When the user used ASCII:

* Original: xn--p1ai.com
* ASCII: xn--p1ai.com
* Unicode: рф.com
* Display: xn--p1ai.com (рф.com)

NOTE: User input is downcased. If the user input is `D('xn--P1AI.COM')` the Original field would be `xn--p1ai.com` and so on.

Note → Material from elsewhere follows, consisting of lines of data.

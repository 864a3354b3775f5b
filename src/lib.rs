//! Zero Sense
//!
//! Turns per-frame landmark streams into discrete symbols:
//! - hand landmarks -> swipe direction (`gesture`)
//! - face landmarks -> gaze zone (`gaze`, built on `eye` and `smoothing`)
//!
//! Landmark detection itself sits behind the traits in `landmarks`.

pub mod config;
pub mod error;
pub mod eye;
pub mod font;
pub mod gaze;
pub mod gesture;
pub mod landmarks;
pub mod logging;
pub mod overlay;
pub mod pipeline;
pub mod smoothing;
pub mod types;

pub use error::{SenseError, SenseResult};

Memory usage will be minimized by using Go's slices. In the above
example, the Display string would be generated first, the others would
be slices of that string.


```
models.DomainConfig:

.Name: the name from D() after downcased via unicode.ToLower()
.NameASCII: The name stored after calling ToASCII() (with ACE prefix if any Unicode chars are present)
.NameUnicode: The name stored after calling ToUnicode()
.NameDisplay: if .NameASCII != .NameUnicode, store as "ascii (unicode)"
Otherwise, the value is the same as .NameASCII

models.Nameserver:
.Name will also be stored 4 ways, similar to models.DomainConfig

models.RecordConfig:

.Name: the name downcased via unicode.ToLower()
.NameASCII: The name stored after calling ToASCII() (with ACE prefix if any Unicode chars are present)
.NameUnicode: The name stored after calling ToUnicode()
.NameDisplay: if .NameASCII != .NameUnicode, store as "ascii (unicode)"
Otherwise, the value is the same as .NameASCII

.NameFQDN: the name downcased via unicode.ToLower()
.NameFQDNASCII: The name stored after calling ToASCII() (with ACE prefix if any Unicode chars are present)
.NameFQDNUnicode: The name stored after calling ToUnicode()
.NameFQDNDisplay: if .NameFQDNASCII != .NameFQDNUnicode, store as "ascii (unicode)"
Otherwise, the value is the same as .NameFQDNASCII

.SubDomain: will be passed through unicode.ToLower() then ToASCII()

models.target:
GetTargetField() returns .target
GetTargetFieldASCII() returns .targetASCII
GetTargetFieldUnicode() returns .targetUnicode
GetTargetFieldDisplay() returns .targetDisplay
models.RecordConfig:
.R53Alias: will be passed through unicode.ToLower() then ToASCII()
.AzureAlias: will be passed through unicode.ToLower() then ToASCII()
```

# Code changes

Since the labels/domains have been pre-converted, providers no longer
need to do the conversion themselves.

1. After compiling `dnsconfig.js`, but before calling
ValidateAndNormalizeConfig(), the function NormalizeIDN() will be
called. NormaliIDN() will do all the conversions listed above
(.Name, .NameASCII, .NameUnicode, .NameDisplay and so on)

2. All calls to `dc.Punycode()` will be removed. They are no longer
needed.

3. Providers should no longer need to do their own conversions.
Calls to the idna module currently exist in
domainnameshop, cloudflare, vultr, and hostingde. These will require
special attention.

4. Testing will be required for all providers. A PR with a checklist
will be used to let provider maintainers check in on their tests.
However, provider maintainers that do not check in within 3 (?)
weeks will not block the PR merge. We do this because (1) not
everyone has an IDN to test with, (2) old code should work as well
as before (bugs and all!).

5. Documentation updates: Not sure what updates are need but
suggestions welcome!

# Call for volunteers!

I am not an expert in IDN. If someone would like to help out with
testing, coding, and so on, I would greatly appreciate it!